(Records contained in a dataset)
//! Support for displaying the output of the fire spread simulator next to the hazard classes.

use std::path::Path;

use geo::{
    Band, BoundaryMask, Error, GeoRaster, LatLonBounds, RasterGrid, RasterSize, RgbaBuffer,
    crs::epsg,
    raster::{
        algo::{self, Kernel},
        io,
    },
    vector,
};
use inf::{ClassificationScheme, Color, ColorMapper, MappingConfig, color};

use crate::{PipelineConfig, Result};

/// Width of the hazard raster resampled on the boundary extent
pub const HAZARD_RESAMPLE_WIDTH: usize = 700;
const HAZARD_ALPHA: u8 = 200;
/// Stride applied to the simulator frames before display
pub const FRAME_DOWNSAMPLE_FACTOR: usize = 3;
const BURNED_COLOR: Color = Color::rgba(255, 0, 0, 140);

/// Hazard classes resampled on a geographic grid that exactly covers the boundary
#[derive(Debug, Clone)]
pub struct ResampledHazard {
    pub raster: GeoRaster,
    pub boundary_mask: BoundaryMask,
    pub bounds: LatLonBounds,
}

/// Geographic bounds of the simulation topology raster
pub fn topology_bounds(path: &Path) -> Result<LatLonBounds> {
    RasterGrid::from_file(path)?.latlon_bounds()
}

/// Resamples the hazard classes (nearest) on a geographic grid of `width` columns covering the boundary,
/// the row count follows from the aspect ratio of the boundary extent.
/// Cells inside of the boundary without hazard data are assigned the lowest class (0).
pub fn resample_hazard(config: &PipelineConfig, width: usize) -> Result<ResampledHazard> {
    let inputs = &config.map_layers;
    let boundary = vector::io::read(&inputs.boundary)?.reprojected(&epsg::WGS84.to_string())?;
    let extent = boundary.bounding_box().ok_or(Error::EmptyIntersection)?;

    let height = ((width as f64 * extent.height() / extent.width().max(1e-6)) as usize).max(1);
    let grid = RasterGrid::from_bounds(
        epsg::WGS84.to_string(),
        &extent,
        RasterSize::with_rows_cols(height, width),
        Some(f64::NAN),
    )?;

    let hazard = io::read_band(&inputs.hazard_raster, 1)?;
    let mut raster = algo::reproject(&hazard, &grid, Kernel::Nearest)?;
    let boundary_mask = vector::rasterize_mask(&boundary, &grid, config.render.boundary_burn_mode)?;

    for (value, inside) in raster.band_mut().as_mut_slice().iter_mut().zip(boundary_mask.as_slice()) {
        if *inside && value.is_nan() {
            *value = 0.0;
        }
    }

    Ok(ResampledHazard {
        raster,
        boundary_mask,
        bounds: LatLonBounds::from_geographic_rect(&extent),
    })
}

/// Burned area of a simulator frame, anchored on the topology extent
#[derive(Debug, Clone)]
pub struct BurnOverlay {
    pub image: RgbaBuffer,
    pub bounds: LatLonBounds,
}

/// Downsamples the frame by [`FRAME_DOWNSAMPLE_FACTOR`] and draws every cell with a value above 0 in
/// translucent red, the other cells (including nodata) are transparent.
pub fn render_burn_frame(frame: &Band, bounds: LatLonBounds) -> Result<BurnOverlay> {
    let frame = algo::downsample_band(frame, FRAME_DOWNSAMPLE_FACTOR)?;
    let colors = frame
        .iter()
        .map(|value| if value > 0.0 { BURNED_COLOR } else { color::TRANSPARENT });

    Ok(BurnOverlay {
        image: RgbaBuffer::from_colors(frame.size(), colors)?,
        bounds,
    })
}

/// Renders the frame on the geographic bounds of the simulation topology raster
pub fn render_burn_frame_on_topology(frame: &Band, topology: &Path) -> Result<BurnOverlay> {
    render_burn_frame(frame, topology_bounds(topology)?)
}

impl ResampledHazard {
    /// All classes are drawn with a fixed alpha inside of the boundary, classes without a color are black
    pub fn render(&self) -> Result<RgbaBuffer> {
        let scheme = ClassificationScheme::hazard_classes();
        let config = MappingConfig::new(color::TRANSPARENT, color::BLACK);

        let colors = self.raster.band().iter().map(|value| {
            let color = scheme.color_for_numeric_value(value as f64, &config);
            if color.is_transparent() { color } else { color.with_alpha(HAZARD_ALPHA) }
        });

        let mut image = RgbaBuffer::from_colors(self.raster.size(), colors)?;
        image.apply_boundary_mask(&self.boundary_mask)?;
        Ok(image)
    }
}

## EXERCISE PROMPT
Top to bottom, the records above must be output exactly.

## THE COMPLETED TASK
//! Support for displaying the output of the fire spread simulator next to the hazard classes.

use std::path::Path;

use geo::{
    Band, BoundaryMask, Error, GeoRaster, LatLonBounds, RasterGrid, RasterSize, RgbaBuffer,
    crs::epsg,
    raster::{
        algo::{self, Kernel},
        io,
    },
    vector,
};
use inf::{ClassificationScheme, Color, ColorMapper, MappingConfig, color};

use crate::{PipelineConfig, Result};

/// Width of the hazard raster resampled on the boundary extent
pub const HAZARD_RESAMPLE_WIDTH: usize = 700;
const HAZARD_ALPHA: u8 = 200;
/// Stride applied to the simulator frames before display
pub const FRAME_DOWNSAMPLE_FACTOR: usize = 3;
const BURNED_COLOR: Color = Color::rgba(255, 0, 0, 140);

/// Hazard classes resampled on a geographic grid that exactly covers the boundary
#[derive(Debug, Clone)]
pub struct ResampledHazard {
    pub raster: GeoRaster,
    pub boundary_mask: BoundaryMask,
    pub bounds: LatLonBounds,
}

/// Geographic bounds of the simulation topology raster
pub fn topology_bounds(path: &Path) -> Result<LatLonBounds> {
    RasterGrid::from_file(path)?.latlon_bounds()
}

/// Resamples the hazard classes (nearest) on a geographic grid of `width` columns covering the boundary,
/// the row count follows from the aspect ratio of the boundary extent.
/// Cells inside of the boundary without hazard data are assigned the lowest class (0).
pub fn resample_hazard(config: &PipelineConfig, width: usize) -> Result<ResampledHazard> {
    let inputs = &config.map_layers;
    let boundary = vector::io::read(&inputs.boundary)?.reprojected(&epsg::WGS84.to_string())?;
    let extent = boundary.bounding_box().ok_or(Error::EmptyIntersection)?;

    let height = ((width as f64 * extent.height() / extent.width().max(1e-6)) as usize).max(1);
    let grid = RasterGrid::from_bounds(
        epsg::WGS84.to_string(),
        &extent,
        RasterSize::with_rows_cols(height, width),
        Some(f64::NAN),
    )?;

    let hazard = io::read_band(&inputs.hazard_raster, 1)?;
    let mut raster = algo::reproject(&hazard, &grid, Kernel::Nearest)?;
    let boundary_mask = vector::rasterize_mask(&boundary, &grid, config.render.boundary_burn_mode)?;

    for (value, inside) in raster.band_mut().as_mut_slice().iter_mut().zip(boundary_mask.as_slice()) {
        if *inside && value.is_nan() {
            *value = 0.0;
        }
    }

    Ok(ResampledHazard {
        raster,
        boundary_mask,
        bounds: LatLonBounds::from_geographic_rect(&extent),
    })
}

/// Burned area of a simulator frame, anchored on the topology extent
#[derive(Debug, Clone)]
pub struct BurnOverlay {
    pub image: RgbaBuffer,
    pub bounds: LatLonBounds,
}

/// Downsamples the frame by [`FRAME_DOWNSAMPLE_FACTOR`] and draws every cell with a value above 0 in
/// translucent red, the other cells (including nodata) are transparent.
pub fn render_burn_frame(frame: &Band, bounds: LatLonBounds) -> Result<BurnOverlay> {
    let frame = algo::downsample_band(frame, FRAME_DOWNSAMPLE_FACTOR)?;
    let colors = frame
        .iter()
        .map(|value| if value > 0.0 { BURNED_COLOR } else { color::TRANSPARENT });

    Ok(BurnOverlay {
        image: RgbaBuffer::from_colors(frame.size(), colors)?,
        bounds,
    })
}

/// Renders the frame on the geographic bounds of the simulation topology raster
pub fn render_burn_frame_on_topology(frame: &Band, topology: &Path) -> Result<BurnOverlay> {
    render_burn_frame(frame, topology_bounds(topology)?)
}

impl ResampledHazard {
    /// All classes are drawn with a fixed alpha inside of the boundary, classes without a color are black
    pub fn render(&self) -> Result<RgbaBuffer> {
        let scheme = ClassificationScheme::hazard_classes();
        let config = MappingConfig::new(color::TRANSPARENT, color::BLACK);

        let colors = self.raster.band().iter().map(|value| {
            let color = scheme.color_for_numeric_value(value as f64, &config);
            if color.is_transparent() { color } else { color.with_alpha(HAZARD_ALPHA) }
        });

        let mut image = RgbaBuffer::from_colors(self.raster.size(), colors)?;
        image.apply_boundary_mask(&self.boundary_mask)?;
        Ok(image)
    }
}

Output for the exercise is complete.